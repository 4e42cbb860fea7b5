// Copyright 2025 the Understory Authors
// SPDX-License-Identifier: Apache-2.0 OR MIT

//! Errors reported by tree operations.

/// Error returned by [`BvhTree`](crate::BvhTree) operations that address an object by identifier.
#[derive(thiserror::Error, Copy, Clone, Debug, PartialEq, Eq)]
pub enum BvhError {
    /// The identifier is not registered in the tree.
    #[error("identifier is not registered in the tree")]
    NotFound,
}
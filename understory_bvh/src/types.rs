// Copyright 2025 the Understory Authors
// SPDX-License-Identifier: Apache-2.0 OR MIT

//! Primitive geometry types and helpers.

use core::cmp::Ordering;
use core::fmt::{self, Debug, Display};

/// Axis-aligned bounding box in 2D.
///
/// Bounds are closed: a box with `min == max` on an axis still has extent for
/// overlap and containment tests, and boxes that share only an edge overlap.
#[derive(Copy, Clone, Debug, PartialEq, Eq, Hash)]
pub struct Aabb2D<T> {
    /// Minimum x (left)
    pub min_x: T,
    /// Minimum y (top)
    pub min_y: T,
    /// Maximum x (right)
    pub max_x: T,
    /// Maximum y (bottom)
    pub max_y: T,
}

impl<T> Aabb2D<T> {
    /// Create a new AABB from min/max corners.
    pub const fn new(min_x: T, min_y: T, max_x: T, max_y: T) -> Self {
        Self {
            min_x,
            min_y,
            max_x,
            max_y,
        }
    }
}

impl<T: Copy + PartialOrd> Aabb2D<T> {
    /// Whether this AABB contains the point.
    pub fn contains_point(&self, x: T, y: T) -> bool {
        le(self.min_x, x) && le(self.min_y, y) && le(x, self.max_x) && le(y, self.max_y)
    }

    /// Whether this AABB fully contains `other`.
    ///
    /// Every edge of `self` must be equal to or outside the matching edge of `other`.
    pub fn contains(&self, other: &Self) -> bool {
        le(self.min_x, other.min_x)
            && le(self.min_y, other.min_y)
            && le(other.max_x, self.max_x)
            && le(other.max_y, self.max_y)
    }

    /// Whether the two AABBs intersect. Touching edges count as overlap.
    pub fn overlaps(&self, other: &Self) -> bool {
        le(self.min_x, other.max_x)
            && le(other.min_x, self.max_x)
            && le(self.min_y, other.max_y)
            && le(other.min_y, self.max_y)
    }

    /// The smallest AABB containing both `self` and `other`.
    pub fn union(&self, other: &Self) -> Self {
        union_aabb(*self, *other)
    }

    /// Return true if the AABB is inverted (max below min on some axis). Assumes no NaN.
    pub fn is_empty(&self) -> bool {
        lt(self.max_x, self.min_x) || lt(self.max_y, self.min_y)
    }

    /// Return true if no coordinate is unordered with itself (NaN for floats).
    pub(crate) fn is_ordered(&self) -> bool {
        [self.min_x, self.min_y, self.max_x, self.max_y]
            .iter()
            .all(|v| v.partial_cmp(v).is_some())
    }
}

impl Aabb2D<f32> {
    /// Create an AABB from origin and size in f32.
    pub const fn from_xywh(x: f32, y: f32, w: f32, h: f32) -> Self {
        Self {
            min_x: x,
            min_y: y,
            max_x: x + w,
            max_y: y + h,
        }
    }
}

impl Aabb2D<f64> {
    /// Create an AABB from origin and size in f64.
    pub const fn from_xywh(x: f64, y: f64, w: f64, h: f64) -> Self {
        Self {
            min_x: x,
            min_y: y,
            max_x: x + w,
            max_y: y + h,
        }
    }
}

impl Aabb2D<i64> {
    /// Create an AABB from origin and size in i64.
    pub const fn from_xywh(x: i64, y: i64, w: i64, h: i64) -> Self {
        Self {
            min_x: x,
            min_y: y,
            max_x: x + w,
            max_y: y + h,
        }
    }
}

impl<T: Display> Display for Aabb2D<T> {
    fn fmt(&self, f: &mut fmt::Formatter<'_>) -> fmt::Result {
        write!(
            f,
            "[{}, {}] - [{}, {}]",
            self.min_x, self.min_y, self.max_x, self.max_y
        )
    }
}

#[cfg(feature = "kurbo")]
impl From<kurbo::Rect> for Aabb2D<f64> {
    fn from(r: kurbo::Rect) -> Self {
        Self::new(r.x0, r.y0, r.x1, r.y1)
    }
}

#[cfg(feature = "kurbo")]
impl From<Aabb2D<f64>> for kurbo::Rect {
    fn from(a: Aabb2D<f64>) -> Self {
        Self::new(a.min_x, a.min_y, a.max_x, a.max_y)
    }
}

/// Numeric scalar abstraction for 2D AABBs used by the tree.
///
/// The insertion heuristic compares area growth, which is computed in an
/// associated widened accumulator type (e.g., f32→f64, i64→i128) so that the
/// comparison does not lose precision or overflow.
pub trait Scalar: Copy + PartialOrd + Debug {
    /// Widened accumulator type suitable for area/cost computations.
    type Acc: Copy
        + PartialOrd
        + core::ops::Add<Output = Self::Acc>
        + core::ops::Sub<Output = Self::Acc>
        + core::ops::Mul<Output = Self::Acc>
        + Debug;

    /// Subtract two scalar values: a - b.
    fn sub(a: Self, b: Self) -> Self;

    /// Max of the scalar value and zero.
    fn max_zero(v: Self) -> Self;

    /// Convert a scalar to the accumulator type.
    fn widen(v: Self) -> Self::Acc;
}

impl Scalar for f32 {
    type Acc = f64;

    #[inline]
    fn sub(a: Self, b: Self) -> Self {
        a - b
    }

    #[inline]
    fn max_zero(v: Self) -> Self {
        v.max(0.0)
    }

    #[inline]
    fn widen(v: Self) -> Self::Acc {
        v as f64
    }
}

impl Scalar for f64 {
    type Acc = Self;

    #[inline]
    fn sub(a: Self, b: Self) -> Self {
        a - b
    }

    #[inline]
    fn max_zero(v: Self) -> Self {
        v.max(0.0)
    }

    #[inline]
    fn widen(v: Self) -> Self::Acc {
        v
    }
}

impl Scalar for i64 {
    type Acc = i128;

    #[inline]
    fn sub(a: Self, b: Self) -> Self {
        a.saturating_sub(b)
    }

    #[inline]
    fn max_zero(v: Self) -> Self {
        v.max(0)
    }

    #[inline]
    fn widen(v: Self) -> Self::Acc {
        v as i128
    }
}

/// Compute the area of an AABB using the scalar's widened accumulator type.
#[inline]
pub fn area<T: Scalar>(a: &Aabb2D<T>) -> T::Acc {
    let w = T::max_zero(T::sub(a.max_x, a.min_x));
    let h = T::max_zero(T::sub(a.max_y, a.min_y));
    T::widen(w) * T::widen(h)
}

/// Area gained by growing `target` until it also covers `added`.
#[inline]
pub(crate) fn growth<T: Scalar>(target: &Aabb2D<T>, added: &Aabb2D<T>) -> T::Acc {
    area(&union_aabb(*target, *added)) - area(target)
}

pub(crate) fn min_t<T: PartialOrd + Copy>(a: T, b: T) -> T {
    match a.partial_cmp(&b) {
        Some(Ordering::Greater) => b,
        _ => a,
    }
}

pub(crate) fn max_t<T: PartialOrd + Copy>(a: T, b: T) -> T {
    match a.partial_cmp(&b) {
        Some(Ordering::Less) => b,
        _ => a,
    }
}

pub(crate) fn le<T: PartialOrd>(a: T, b: T) -> bool {
    a.partial_cmp(&b)
        .map(|o| o != Ordering::Greater)
        .unwrap_or(false)
}

pub(crate) fn lt<T: PartialOrd>(a: T, b: T) -> bool {
    a.partial_cmp(&b)
        .map(|o| o == Ordering::Less)
        .unwrap_or(false)
}

/// The smallest AABB containing both `a` and `b`.
pub fn union_aabb<T: PartialOrd + Copy>(a: Aabb2D<T>, b: Aabb2D<T>) -> Aabb2D<T> {
    Aabb2D {
        min_x: min_t(a.min_x, b.min_x),
        min_y: min_t(a.min_y, b.min_y),
        max_x: max_t(a.max_x, b.max_x),
        max_y: max_t(a.max_y, b.max_y),
    }
}
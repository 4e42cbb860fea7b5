// Copyright 2025 the Understory Authors
// SPDX-License-Identifier: Apache-2.0 OR MIT

// After you edit the crate's doc comment, run this command, then check README.md for any missing links
// cargo rdme --workspace-project=understory_bvh --heading-base-level=0

//! Understory BVH: a dynamic 2D bounding volume hierarchy.
//!
//! Understory BVH answers "which registered objects overlap this region?" for
//! sets of objects that are inserted, moved, and removed every frame, such as the
//! broad phase of a collision system.
//!
//! - Register, move, and unregister axis-aligned bounding boxes (AABBs) by identifier.
//! - Query by intersecting rectangle or by point.
//! - The hierarchy is maintained incrementally; there is no rebuild step.
//!
//! It is generic over the scalar type `T` (`f32`, `f64`, `i64`) and over the
//! identifier type `K` (anything `Eq + Hash + Clone`).
//!
//! # Example
//!
//! ```rust
//! use understory_bvh::{Aabb2D, BvhTree, MoveOutcome};
//!
//! let mut tree: BvhTree<f64, &str> = BvhTree::new();
//! tree.insert(Aabb2D::new(0.0, 0.0, 1.0, 1.0), "a");
//! tree.insert(Aabb2D::new(5.0, 5.0, 6.0, 6.0), "b");
//! tree.insert(Aabb2D::new(0.5, 0.5, 1.5, 1.5), "c");
//!
//! let mut hits = tree.query_overlaps(Aabb2D::new(0.0, 0.0, 2.0, 2.0));
//! hits.sort();
//! assert_eq!(hits, ["a", "c"]);
//!
//! // A move that leaves the parent box forces a reinsert.
//! let outcome = tree.update("b", Aabb2D::new(50.0, 50.0, 51.0, 51.0)).unwrap();
//! assert_eq!(outcome, MoveOutcome::Reinserted);
//!
//! tree.remove("a").unwrap();
//! assert_eq!(tree.query_point(1.2, 1.2), ["c"]);
//! ```
//!
//! ## How it works
//!
//! - Insertion walks down from the root, at each branch picking the child whose
//!   box grows least (by area) when the new box is added, until it reaches a
//!   leaf. That leaf and the new one become the two children of a new branch.
//!   Ancestors are grown until one already covers the new branch.
//! - Removal promotes the removed leaf's sibling into its parent's place and
//!   recomputes ancestor boxes exactly.
//! - A move whose new box still fits inside the leaf's parent box only overwrites
//!   the leaf. Larger moves detach the leaf and place it again.
//! - Queries skip branches whose box misses the query rectangle
//!   (see [`BvhOptions::prune_queries`]).
//!
//! Area comparisons use widened accumulators (f32→f64, f64→f64, i64→i128).
//!
//! ### Float semantics
//!
//! This crate assumes no NaNs for floating-point coordinates. Debug builds assert.
//! Bounds are closed: boxes that touch along an edge overlap.
//!
//! ## Features
//!
//! - `kurbo`: conversions between [`Aabb2D<f64>`] and `kurbo::Rect`.
//!
//! ## Logging
//!
//! Structural events are reported through the [`log`] facade at `debug` and
//! `trace` level. No logger is installed by this crate.

#![no_std]

extern crate alloc;

pub mod config;
pub mod dump;
pub mod error;
pub(crate) mod node;
pub mod tree;
pub mod types;

pub use config::{BvhOptions, TieBreak};
pub use dump::Dump;
pub use error::BvhError;
pub use tree::{BvhTree, BvhTreeF32, BvhTreeF64, BvhTreeI64, MoveOutcome};
pub use types::{Aabb2D, Scalar};

#[cfg(test)]
mod tests {
    use super::*;
    use alloc::vec::Vec;

    #[test]
    fn insert_move_query_remove() {
        let mut tree: BvhTreeI64<u32> = BvhTree::new();
        assert!(tree.insert(Aabb2D::new(0, 0, 10, 10), 1));
        assert!(tree.insert(Aabb2D::new(20, 0, 30, 10), 2));
        assert_eq!(tree.update(&1, Aabb2D::new(1, 1, 9, 9)), Ok(MoveOutcome::InPlace));

        let hits: Vec<_> = tree.query_point(5, 5);
        assert_eq!(hits, [1]);

        assert_eq!(tree.remove(&1), Ok(Aabb2D::new(1, 1, 9, 9)));
        assert!(tree.query_point(5, 5).is_empty());
        assert_eq!(tree.len(), 1);
    }

    #[test]
    fn every_object_overlaps_its_own_box() {
        let boxes: Vec<Aabb2D<f32>> = (0..40)
            .map(|i| {
                let f = i as f32;
                Aabb2D::<f32>::from_xywh(f * 7.5 % 100.0, f * 3.25 % 60.0, 4.0, 4.0)
            })
            .collect();
        let tree: BvhTreeF32<usize> = boxes.iter().copied().zip(0..).collect();
        assert_eq!(tree.len(), boxes.len());
        for (id, aabb) in boxes.iter().enumerate() {
            assert!(tree.query_overlaps(*aabb).contains(&id), "id {id} hits itself");
        }
    }

    #[test]
    fn default_options() {
        let tree: BvhTreeF64<u8> = BvhTree::default();
        assert_eq!(
            tree.options(),
            BvhOptions {
                tie_break: TieBreak::Right,
                prune_queries: true,
            }
        );
    }
}
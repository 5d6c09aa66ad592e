//! Periodic simulated disconnects.

use crate::config::ChaosConfig;
use crate::entropy::RandomSource;
use crate::monitor::FatalMarker;
use crate::transport::Transport;
use std::sync::Arc;
use std::time::Duration;
use tracing::{debug, warn};

/// Timings for one simulated disconnect.
#[derive(Debug, Clone, Copy, PartialEq, Eq)]
pub struct ChaosPlan {
    /// Delay before disconnecting.
    pub disconnect_after: Duration,
    /// Delay between disconnecting and reconnecting.
    pub reconnect_after: Duration,
}

impl ChaosPlan {
    /// Draws random timings within the configured bounds.
    pub fn draw(config: &ChaosConfig, random: &dyn RandomSource) -> Self {
        let max_ms = u64::try_from(config.max_disconnect_after.as_millis()).unwrap_or(u64::MAX);
        let disconnect_after = Duration::from_millis(1 + random.below(max_ms));

        let steps = random.below(u64::from(config.max_reconnect_steps));
        let reconnect_after = config
            .reconnect_step
            .saturating_mul(u32::try_from(steps).unwrap_or(u32::MAX));

        Self {
            disconnect_after,
            reconnect_after,
        }
    }
}

/// Runs a plan against the transport, stopping early once the session is fatal.
pub(crate) async fn execute<T: Transport>(transport: Arc<T>, plan: ChaosPlan, marker: FatalMarker) {
    tokio::time::sleep(plan.disconnect_after).await;
    if marker.is_set() {
        return;
    }
    debug!(after = ?plan.disconnect_after, "simulated disconnect");
    if let Err(err) = transport.disconnect().await {
        warn!(error = %err, "simulated disconnect failed");
    }

    tokio::time::sleep(plan.reconnect_after).await;
    if marker.is_set() {
        return;
    }
    debug!(after = ?plan.reconnect_after, "simulated reconnect");
    if let Err(err) = transport.connect().await {
        warn!(error = %err, "simulated reconnect failed");
    }
}
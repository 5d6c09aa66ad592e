//! Socket seam.

use crate::error::OutboxResult;
use seqsync_protocol::{ResumeReply, UpdateEnvelope};
use std::future::Future;

/// A message leaving the outbox.
#[derive(Debug, Clone, PartialEq)]
pub enum OutboundMessage {
    /// A numbered update.
    Update(UpdateEnvelope),
    /// A retransmission for a resuming client. Never numbered.
    ResumeReply(ResumeReply),
}

/// Delivers outbox messages to the client's connection.
pub trait Emitter: Send + Sync + 'static {
    /// Sends one message.
    fn emit(&self, message: OutboundMessage) -> impl Future<Output = OutboxResult<()>> + Send;

    /// Returns true while the client has a live connection.
    fn is_connected(&self) -> bool;
}
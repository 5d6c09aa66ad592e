//! # SeqSync Client
//!
//! Ordered delivery and resynchronization for a thin UI client.
//!
//! This crate provides:
//! - `Sequencer`: classifies updates as in-order, duplicate, or gap
//! - `ResyncBuffer`: holds updates received while desynchronized
//! - `HandshakeCoordinator`: resume requests and reply correlation
//! - `DispatchQueue`: single-consumer handler queue with cooperative yielding
//! - `SessionMonitor`: CONNECTED / DESYNCED / FATAL lifecycle
//! - `SessionCore`: the sans-IO composition of the above
//! - `Client`: a tokio runtime that drives a `SessionCore` over a `Transport`
//!
//! ## Architecture
//!
//! Transport callbacks may fire concurrently. They only send
//! [`SessionEvent`]s into a channel. A single session task owns the
//! `SessionCore`, so ordering decisions are made one event at a time, and
//! every handler call goes through the `DispatchQueue` in the order those
//! decisions were made.
//!
//! ## Key Invariants
//!
//! - Handlers for sequence `n + 1` never run before those for `n`
//! - A sequence number is dispatched at most once
//! - Buffered updates are re-classified before dispatch, never dispatched directly
//! - Once FATAL, nothing but the reload trigger runs

#![deny(unsafe_code)]
#![warn(missing_docs)]

mod chaos;
mod client;
mod config;
mod dispatch;
mod entropy;
mod error;
mod handshake;
mod monitor;
mod render;
mod resync_buffer;
mod sequencer;
mod session;
mod tab;
mod transport;

pub use chaos::ChaosPlan;
pub use client::{Client, ClientHandle, EventSender};
pub use config::{ChaosConfig, ClientConfig, DispatchConfig, DuplicatePolicy, GapPolicy};
pub use dispatch::{DispatchQueue, DispatchStats, TaskYielder, Thunk, Yielder};
pub use entropy::{OsRandom, RandomSource, SeededRandom};
pub use error::{ClientError, ClientResult, HandlerError};
pub use handshake::{AckOutcome, HandshakeCoordinator, ReplyOutcome};
pub use monitor::{FatalMarker, FatalReason, SessionMonitor, SessionState};
pub use render::{
    render_envelope, DispatchContext, Host, MemoryHost, MemoryRenderer, Origin, RenderedUpdate,
    Renderer,
};
pub use resync_buffer::ResyncBuffer;
pub use sequencer::{Classification, Sequencer};
pub use session::{Effect, SessionCore, SessionEvent, SessionStats};
pub use tab::{resolve_tab_id, MemoryTabStore, TabStore};
pub use transport::{MockTransport, Transport};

----

→ Exercise directions
Whenever the word "iter" occurs in a line of the listing above, return that line.

→ Written solution
            .iter()
        let tree: BvhTreeF32<usize> = boxes.iter().copied().zip(0..).collect();
        for (id, aabb) in boxes.iter().enumerate() {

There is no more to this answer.